A cleanroom suit, clean room suit, or bunny suit is an overall garment worn in a cleanroom, an environment with a controlled level of contamination. One common type is an all-in-one coverall worn by semiconductor and nanotechnology line production workers, technicians, and process / equipment engineers. Similar garments are worn by people in similar roles creating sterile products for the medical device, biopharmaceutical and optical instrument industries.

The suit covers the wearer to prevent skin and hair being shed into a clean room environment. The suit may be in one piece or consist of several separate garments worn tightly together. The suit incorporates both boots and hood, designed to be breathable and lightweight while protecting the wearer. Polypropylene with a polyethylene coating, or Tyvek polyethylene are standard. The materials found in cleanroom suits can also be found on personal protective equipment.

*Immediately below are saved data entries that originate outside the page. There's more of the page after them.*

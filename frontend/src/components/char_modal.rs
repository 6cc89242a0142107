use crate::api;
use crate::store::{Action, StoreContext};
use shared::models::MAX_REFERENCE_IMAGES;
use yew::prelude::*;

#[function_component(CharModal)]
pub fn char_modal() -> Html {
    let store = use_context::<StoreContext>().expect("Store context not found");

    let name = use_state(String::new);
    let images = use_state(Vec::<web_sys::File>::new);
    let saving = use_state(|| false);
    let error = use_state(|| None::<String>);

    let can_save = !name.trim().is_empty() && !images.is_empty() && !*saving;

    let on_save = {
        let store = store.clone();
        let name = name.clone();
        let images = images.clone();
        let saving = saving.clone();
        let error = error.clone();

        Callback::from(move |_| {
            let store = store.clone();
            let name = (*name).clone();
            let images = (*images).clone();
            let saving = saving.clone();
            let error = error.clone();
            saving.set(true);
            yew::platform::spawn_local(async move {
                match api::upload_character(&name, &images).await {
                    Ok(character) => {
                        store.dispatch(Action::AddCharacter(character));
                        store.dispatch(Action::CloseModal);
                    }
                    Err(e) => {
                        tracing::error!("Failed to create character: {}", e);
                        error.set(Some(e.to_string()));
                        saving.set(false);
                    }
                }
            });
        })
    };

    let on_files = {
        let images = images.clone();
        Callback::from(move |e: Event| {
            let input: web_sys::HtmlInputElement = e.target_unchecked_into();
            if let Some(files) = input.files() {
                let selected = (0..files.length())
                    .filter_map(|i| files.get(i))
                    .take(MAX_REFERENCE_IMAGES)
                    .collect();
                images.set(selected);
            }
        })
    };

    let on_name = {
        let name = name.clone();
        Callback::from(move |e: InputEvent| {
            let i: web_sys::HtmlInputElement = e.target_unchecked_into();
            name.set(i.value());
        })
    };

    let on_cancel = {
        let store = store.clone();
        Callback::from(move |_| store.dispatch(Action::CloseModal))
    };

    html! {
        <div class="modal-overlay" onclick={on_cancel.clone()}>
            <div class="modal-content" onclick={|e: MouseEvent| e.stop_propagation()}>
                <div class="modal-header">
                    <h2 class="modal-title">{"New Character"}</h2>
                    <button class="close-btn" onclick={on_cancel.clone()}>{"×"}</button>
                </div>

                <div class="modal-body">
                    <div class="form-group">
                        <label class="form-label">{"Name"}</label>
                        <input class="form-input" type="text" placeholder="e.g. Captain Mira" oninput={on_name} />
                    </div>

                    <div class="form-group">
                        <label class="form-label">
                            {format!("Reference Images ({}/{})", images.len(), MAX_REFERENCE_IMAGES)}
                        </label>
                        <input class="form-input" type="file" accept="image/*" multiple=true onchange={on_files} />
                        <ul class="file-list">
                            { for images.iter().map(|file| html! { <li>{file.name()}</li> }) }
                        </ul>
                    </div>

                    if let Some(message) = &*error {
                        <div class="error-banner">{message}</div>
                    }

                    <div class="form-actions">
                        <button class="btn btn-secondary" onclick={on_cancel}>{"Cancel"}</button>
                        <button class="btn btn-primary" onclick={on_save} disabled={!can_save}>
                            {if *saving { "Saving..." } else { "Save Character" }}
                        </button>
                    </div>
                </div>
            </div>
        </div>
    }
}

More advanced designs with face covers were introduced in the 1990s (like the Intel fab worker-style suits seen on the Pentium product advertisements).

Suits are usually deposited in a storage bin after being contaminated for dry cleaning, autoclaving and/or repair. Some clothing items, such as nitrile gloves and shoe covers, may be disposed of after every use.

The term "bunny suit" is also used for hazmat suits, worn by workers handling high-risk hazardous biological or chemical substances, as well as in the containment areas of nuclear power plants. These suits consist of the main garment, hood, thin cotton gloves, rubber gloves, plastic bags over normal work shoes, and rubber booties. The wrists and ankles are taped down with masking tape. Occasionally a plastic raincoat is also worn. Removal of the garments (into several barrels) is a complicated process which must be performed in an exact sequence. Often a health physicist is present in the work area to observe good anti-contamination practices.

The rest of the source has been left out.